The service is one of a growing number of iPhone and iPod apps using GPS for health and fitness.

Now 33, Jacobs was training for the Chicago Marathon in 2007 (best marathon time: 3 hours 41 minutes; best time on a marathon in a giant iPhone suit: 3 hours 55 minutes) and was frustrated by the products available for tracking his progress. After a few months of development on nights and weekends, Jacobs quit his day job and launched RunKeeper, determined to “nail it” as far as running is concerned. And, he says, RunKeeper Live is doing just that.

“If you are running a race, I could go to a web browser on my computer or on my phone and see where you are on the course. It wouldn’t be a far stretch to imagine several other people live on the same map, in the same race, for example,” Jacobs explains in an e-mail.

The social aspects of RunKeeper should bring a dedicated customer base to the product, as people who share a hobby such as running or biking tend to create a strong sense of community. But is that demographic enough, given that RunKeeper faces tough competition from companies like the Finnish Polar and Suunto—not to mention the popular iPod/Nike sport kit, where a sensor in the user’s shoe transmits data wirelessly to the iPod?

RunKeeper Activity Data“Initially our addressable market is iPhone-owning runners. Soon, it will be all runners. We will expand to provide solutions for cyclists, skiers, hikers, walkers, etc. Our competitors are devices like Garmin and the Nike chip. But our big picture is less about an app or device, more about the system that integrates with multiple apps and devices that let users collect their fitness data. A few solutions do parts of this for hardcore fitness enthusiasts, but we are looking to bring similar value to the mainstream,” says Jacobs.

RunKeeper is distributed via the iPhone App Store for now. (It will soon launch the application for another mobile platform it hasn’t disclosed yet, although you can probably guess.)

“In terms of other devices, the plan is to integrate with several additional, non-phone devices and data types as we grow. We already integrate with certain Polar heart rate monitors. We’ve also announced a partnership with Withings [a French company that makes a Wi-Fi body scale]”, says Jacobs. He adds that RunKeeper is interested in any data that helps form a picture of a user’s health and wellness.

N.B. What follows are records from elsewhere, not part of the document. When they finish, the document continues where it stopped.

//! Application services - Use case implementations

pub mod journey_search;
pub mod live_tracking;
pub mod map_scene;
pub mod map_view;
pub mod nearby_stops;
pub mod place_picker;
pub mod route_board;
pub mod route_matcher;
pub mod stop_suggestions;
mod transit_data_store;

pub use journey_search::{Endpoint, InputMode, JourneySearch, SearchPhase, SelectionState};
pub use live_tracking::{BusStatus, live_statuses};
pub use map_scene::{
    DEFAULT_CENTER, DEFAULT_ZOOM, MapLayers, MapScene, Marker, MarkerDetail, MarkerDiff,
    MarkerKey, Polyline,
};
pub use map_view::{MapStatus, MapView};
pub use nearby_stops::{NearbyStop, WALKING_SPEED_M_PER_MIN, nearby_stops, walking_minutes};
pub use place_picker::{CURRENT_LOCATION_LABEL, PlacePicker};
pub use route_board::{RouteBoardEntry, route_board};
pub use route_matcher::find_routes;
pub use stop_suggestions::suggest;
pub use transit_data_store::TransitDataStore;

The Boston-based company runs lean, with only four full-time employees. It pulled in $400,000 in seed funding in November 2009. The team’s background is varied: Jacobs comes from enterprise software and most recently worked with executive search, finding CEOs for venture capitalists to lead companies they were investing in. One member of the team comes from a web technology and music background, and the other two have backgrounds in military and defense. Which brings to mind the other possible application of RunKeeper’s tracking system: surveillance.

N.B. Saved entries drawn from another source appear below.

//! Journey search session
//!
//! Holds the rider's origin and destination picks, the text typed into both
//! inputs and the suggestion lists shown under them. The session phase is
//! derived from that state on demand:
//!
//! ```text
//! Idle ──type──▶ Suggesting ──select both──▶ Selected ──search──▶ ResultsShown
//!   ▲                                                                  │
//!   └────────────────────────────── clear ─────────────────────────────┘
//! ```
//!
//! A single pick keeps the session in `Suggesting`. `clear` is the only way
//! back to `Idle`. Typing after a pick keeps the
//! pick and keeps visible results on screen.

use std::fmt;
use std::sync::Arc;

use domain::{DomainError, ExternalStop, KnownStop, Route, Stop, value_objects::StopId};
use tracing::{debug, info};

use super::{route_matcher::find_routes, stop_suggestions::suggest, TransitDataStore};
use crate::{error::ApplicationError, ports::PlaceCandidate};

/// Which input a query or pick applies to
#[derive(Debug, Clone, Copy, PartialEq, Eq, Hash)]
pub enum Endpoint {
    /// Where the rider starts
    Origin,
    /// Where the rider wants to go
    Destination,
}

impl fmt::Display for Endpoint {
    fn fmt(&self, f: &mut fmt::Formatter<'_>) -> fmt::Result {
        match self {
            Self::Origin => write!(f, "origin"),
            Self::Destination => write!(f, "destination"),
        }
    }
}

/// Source of the picks offered to the rider
#[derive(Debug, Clone, Copy, Default, PartialEq, Eq)]
pub enum InputMode {
    /// Only the network's own stops
    #[default]
    KnownStops,
    /// Any location resolved through the place service
    AnyLocation,
}

/// Phase of the session, derived from its state
#[derive(Debug, Clone, Copy, PartialEq, Eq)]
pub enum SearchPhase {
    /// Nothing typed, nothing picked
    Idle,
    /// Text typed or one endpoint picked
    Suggesting,
    /// Both endpoints picked
    Selected,
    /// Results are on screen
    ResultsShown,
}

/// Picks and typed text of a search session
#[derive(Debug, Clone, Default, PartialEq)]
pub struct SelectionState {
    origin: Option<Stop>,
    destination: Option<Stop>,
    origin_text: String,
    destination_text: String,
    results_visible: bool,
}

impl SelectionState {
    /// Picked stop for an endpoint
    #[must_use]
    pub const fn stop(&self, endpoint: Endpoint) -> Option<&Stop> {
        match endpoint {
            Endpoint::Origin => self.origin.as_ref(),
            Endpoint::Destination => self.destination.as_ref(),
        }
    }

    /// Text in an endpoint's input
    #[must_use]
    pub fn text(&self, endpoint: Endpoint) -> &str {
        match endpoint {
            Endpoint::Origin => &self.origin_text,
            Endpoint::Destination => &self.destination_text,
        }
    }

    /// Whether results are on screen
    #[must_use]
    pub const fn results_visible(&self) -> bool {
        self.results_visible
    }

    fn set_stop(&mut self, endpoint: Endpoint, stop: Stop) {
        match endpoint {
            Endpoint::Origin => self.origin = Some(stop),
            Endpoint::Destination => self.destination = Some(stop),
        }
    }

    fn text_mut(&mut self, endpoint: Endpoint) -> &mut String {
        match endpoint {
            Endpoint::Origin => &mut self.origin_text,
            Endpoint::Destination => &mut self.destination_text,
        }
    }
}

/// Interactive origin/destination search over a transit snapshot
#[derive(Debug, Clone)]
pub struct JourneySearch {
    store: Arc<TransitDataStore>,
    mode: InputMode,
    state: SelectionState,
    origin_suggestions: Vec<StopId>,
    destination_suggestions: Vec<StopId>,
}

impl JourneySearch {
    /// Start an idle session
    #[must_use]
    pub fn new(store: Arc<TransitDataStore>) -> Self {
        Self {
            store,
            mode: InputMode::default(),
            state: SelectionState::default(),
            origin_suggestions: Vec::new(),
            destination_suggestions: Vec::new(),
        }
    }

    /// Current input mode
    #[must_use]
    pub const fn input_mode(&self) -> InputMode {
        self.mode
    }

    /// Switch between network stops and arbitrary places
    ///
    /// Picks are kept. Stop suggestions are dropped since they belong to
    /// the other mode.
    pub fn set_input_mode(&mut self, mode: InputMode) {
        if self.mode != mode {
            debug!(?mode, "Switched input mode");
            self.mode = mode;
            self.origin_suggestions.clear();
            self.destination_suggestions.clear();
        }
    }

    /// Current picks and text
    #[must_use]
    pub const fn state(&self) -> &SelectionState {
        &self.state
    }

    /// Phase derived from the current state
    #[must_use]
    pub fn phase(&self) -> SearchPhase {
        if self.state.results_visible {
            SearchPhase::ResultsShown
        } else if self.state.origin.is_some() && self.state.destination.is_some() {
            SearchPhase::Selected
        } else if self.state.origin.is_some()
            || self.state.destination.is_some()
            || !self.state.origin_text.is_empty()
            || !self.state.destination_text.is_empty()
        {
            SearchPhase::Suggesting
        } else {
            SearchPhase::Idle
        }
    }

    /// Record typed text and refresh that input's stop suggestions
    ///
    /// Suggestions are only computed in [`InputMode::KnownStops`]; place
    /// suggestions come from the place service instead.
    pub fn type_query(&mut self, endpoint: Endpoint, text: &str) {
        text.clone_into(self.state.text_mut(endpoint));

        let suggestions = match self.mode {
            InputMode::KnownStops => suggest(text, self.store.stops())
                .into_iter()
                .map(|stop| stop.id().clone())
                .collect(),
            InputMode::AnyLocation => Vec::new(),
        };
        *self.suggestion_ids_mut(endpoint) = suggestions;
    }

    /// Stops currently suggested under an input
    #[must_use]
    pub fn suggestions(&self, endpoint: Endpoint) -> Vec<&KnownStop> {
        let ids = match endpoint {
            Endpoint::Origin => &self.origin_suggestions,
            Endpoint::Destination => &self.destination_suggestions,
        };
        ids.iter().filter_map(|id| self.store.stop(id)).collect()
    }

    /// Pick a network stop for an endpoint
    ///
    /// # Errors
    ///
    /// Returns a `NotFound` domain error when the stop is not in the
    /// snapshot; the state is left untouched.
    pub fn select_stop(&mut self, endpoint: Endpoint, id: &StopId) -> Result<(), ApplicationError> {
        let stop = self
            .store
            .stop(id)
            .cloned()
            .ok_or_else(|| DomainError::not_found("Stop", id.as_str()))?;

        debug!(%endpoint, stop = %stop.id(), "Selected stop");
        stop.name().clone_into(self.state.text_mut(endpoint));
        self.state.set_stop(endpoint, stop.into());
        self.suggestion_ids_mut(endpoint).clear();
        Ok(())
    }

    /// Pick a place resolved by the place service for an endpoint
    ///
    /// Returns the identifier generated for the synthesized stop.
    pub fn select_place(&mut self, endpoint: Endpoint, place: PlaceCandidate) -> StopId {
        let stop = ExternalStop::from_place(place.address, place.location);
        let id = stop.id().clone();

        debug!(%endpoint, stop = %id, "Selected place");
        stop.name().clone_into(self.state.text_mut(endpoint));
        self.state.set_stop(endpoint, stop.into());
        self.suggestion_ids_mut(endpoint).clear();
        id
    }

    /// Show results for the current picks
    ///
    /// An endpoint without a pick is resolved from its typed text by exact
    /// stop name, ignoring case. Results are shown only when both
    /// endpoints resolve, in which case the resolved stops become the
    /// picks. Returns whether results are visible afterwards.
    pub fn search(&mut self) -> bool {
        let origin = self.resolve(Endpoint::Origin);
        let destination = self.resolve(Endpoint::Destination);

        if let (Some(origin), Some(destination)) = (origin, destination) {
            self.state.origin = Some(origin);
            self.state.destination = Some(destination);
            self.state.results_visible = true;
            self.origin_suggestions.clear();
            self.destination_suggestions.clear();
            info!("Showing journey results");
        } else {
            debug!("Search needs both endpoints");
        }

        self.state.results_visible
    }

    /// Routes linking the picks
    ///
    /// `None` until a search has shown results, so "not searched yet" and
    /// "no route" stay distinguishable.
    #[must_use]
    pub fn results(&self) -> Option<Vec<&Route>> {
        self.state.results_visible.then(|| {
            find_routes(
                self.state.origin.as_ref(),
                self.state.destination.as_ref(),
                self.store.routes(),
            )
        })
    }

    /// Forget both picks, all text and any results
    pub fn clear(&mut self) {
        debug!("Cleared journey search");
        self.state = SelectionState::default();
        self.origin_suggestions.clear();
        self.destination_suggestions.clear();
    }

    fn resolve(&self, endpoint: Endpoint) -> Option<Stop> {
        self.state.stop(endpoint).cloned().or_else(|| {
            self.store
                .stop_named(self.state.text(endpoint))
                .cloned()
                .map(Stop::from)
        })
    }

    fn suggestion_ids_mut(&mut self, endpoint: Endpoint) -> &mut Vec<StopId> {
        match endpoint {
            Endpoint::Origin => &mut self.origin_suggestions,
            Endpoint::Destination => &mut self.destination_suggestions,
        }
    }
}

The real-time tracking system could conceivably be used to track down people for other purposes than running. Right now, a spouse can use the system to see if the runner is all right, but also track whether he or she really went running or snuck off somewhere else instead.

“As with any new capability like live tracking, it raises new questions around privacy,” says Jacobs. “But as long as users can control their own privacy settings, everyone’s individual privacy needs should be met. We let users decide if they want to make their activities public or keep them private. Users always have these options and control. Over time, there will be more privacy and customization options”, Jacobs explains.

RunKeeper offers ‘free’ and ‘pro’ versions of the app. The free version is ad-supported and the pro version costs $9.99 at the App Store. The company plans to roll out other premium services later. Currently the company offers RunKeeper Live and FitnessReports, an analytics service, as part of a bundled monthly subscription on the web.